Только тогда Лена наконец заметила
– Я все облазил. Под кроватями, в шкафах, в кладовке, на антресолях – везде! Даже в родительской спальне. Если она дома, то только у тебя.
– Да кто «она»?!
– КУКЛА! – заорал Ярик, и Лена с мучительным стыдом поняла, что младший брат готов расплакаться.
Всякий раз, когда он вел себя недостаточно взросло, Лене хотелось провалиться сквозь землю. Отчитать бы его как следует, чтобы нюни не распускал… но отчаяние, влажной пленкой подрагивающее в глазах брата, усмирило раздражение.
– Да нет ее здесь, – как можно спокойнее сказала Лена.
Ярик обессиленно опустился на пол. От нежности у Лены сдавило горло. Понимание, чуть запоздалое и оттого горькое, пришло неожиданно. Ему не «уже» двенадцать. Ему «всего лишь» двенадцать. Присев рядом, Лена положила руку на горячее, чуть дрожащее плечо:
– Яр, ты чего? У тебя все в порядке?
Он сморгнул так и не пролившиеся слезы. И улыбнулся своей яркой обезоруживающей улыбкой:
– Все в порядке, да… Кажется, все в порядке. Эге! А ты тоже на Галахада подписана?
Отвлекая внимание сестры, Ярик кивнул на ноутбук, а когда она отвернулась, украдкой вытер глаза предплечьем.
– Нет, не подписана, – Лена, с радостью сменив тему, щелкнула мышью, сворачивая фото. – А что, знаешь его?
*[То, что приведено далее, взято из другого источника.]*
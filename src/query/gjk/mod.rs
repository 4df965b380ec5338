//! The GJK algorithm for distance computation.

pub use self::cso_vertex::CSOVertex;
pub use self::gjk::closest_point;
pub use self::voronoi_simplex::{SimplexReduction, VoronoiSimplex};

mod cso_vertex;
mod gjk;
mod voronoi_simplex;
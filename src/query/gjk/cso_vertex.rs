use crate::math::{Point, Real, Vector};
use crate::utils;

/// A vertex of a Configuration-Space Obstacle.
///
/// A Configuration-Space Obstacle (CSO) is the result of the Minkowski
/// difference of two solids: each of its points is the difference of two
/// points, one on each solid. Here both solids are convex hulls given by
/// their vertex lists, so a CSO vertex is fully determined by one vertex
/// index into each hull.
#[derive(Copy, Clone, Debug)]
pub struct CSOVertex {
    /// The indices of the two original vertices, one into each hull.
    pub ids: [usize; 2],
    /// The coordinate on the CSO: `hulls[1][ids[1]] - hulls[0][ids[0]]`.
    pub point: Point<Real>,
    /// Unnormalized barycentric weight, written by the simplex reduction.
    pub bcoord: Real,
    /// Mark used by the support-cycle walk.
    pub(crate) visited: bool,
}

impl CSOVertex {
    /// Computes the support vertex of the CSO opposite the direction `dir`.
    ///
    /// The support of the first hull is taken along `dir` and the support of
    /// the second along `-dir`, so among all CSO points the returned one
    /// minimizes the dot product with `dir`. With `dir` the current
    /// direction from the first hull toward the second, this is the CSO
    /// vertex most likely to bring the simplex closer to the origin.
    pub fn from_hulls(hulls: [&[Point<Real>]; 2], dir: &Vector<Real>) -> Self {
        let id0 = utils::point_cloud_support_point_id(dir, hulls[0]);
        let id1 = utils::point_cloud_support_point_id(&-*dir, hulls[1]);

        CSOVertex {
            ids: [id0, id1],
            point: Point::from(hulls[1][id1] - hulls[0][id0]),
            bcoord: 0.0,
            visited: false,
        }
    }
}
– А то! – Ярик еще подозрительно шмыгал носом, но с каждой секундой все больше приходил в себя. – То есть не лично, конечно. Он в том году в нашу школу перевелся. Его Жан зовут. Правда, он в друзья почти никого не добавляет. Анька Севостьянова хвасталась, что ее сестра старшая с ним дружит. Ну, типа они гуляют вместе. Но Анька балаболка, врет как дышит.
– Ого, страсти какие… – как можно безразличнее прокомментировала Лена. – А что за ажиотаж-то? Он что, звезда какая-то?
– А то! – повторил Ярик. – Да ладно? Ты правда не знаешь?
Лена пожала плечами.
– Фига себе… – Ярик покачал головой. – Я знал, что ты с этой готикой своей на пару веков от жизни отстала, но это же Сэр Галахад! Жан, Истребитель Чудовищ! Рыцарь…
Но Лена уже не слушала. Словно в киношном флешбэке перед глазами всплыли заголовки с новостных сайтов, и самый яркий из них – «Рыцари с улицы Пушкина». Троица обычных мальчишек из соседнего двора, убившая реликтового монстра, которого наука считала вымыслом. В один миг они стали знаменитыми, перевернув ученый мир с ног на голову, и навсегда закрепили за Петрозаводском славу мистической столицы Северо-Запада. Так вот почему лицо Жана показалось ей смутно знакомым! Надо же, знаменитость… Непонятно почему, Лена почувствовала неприятное разочарование:
– А, вот оно что. Теперь ясно, почему на него полгорода подписано.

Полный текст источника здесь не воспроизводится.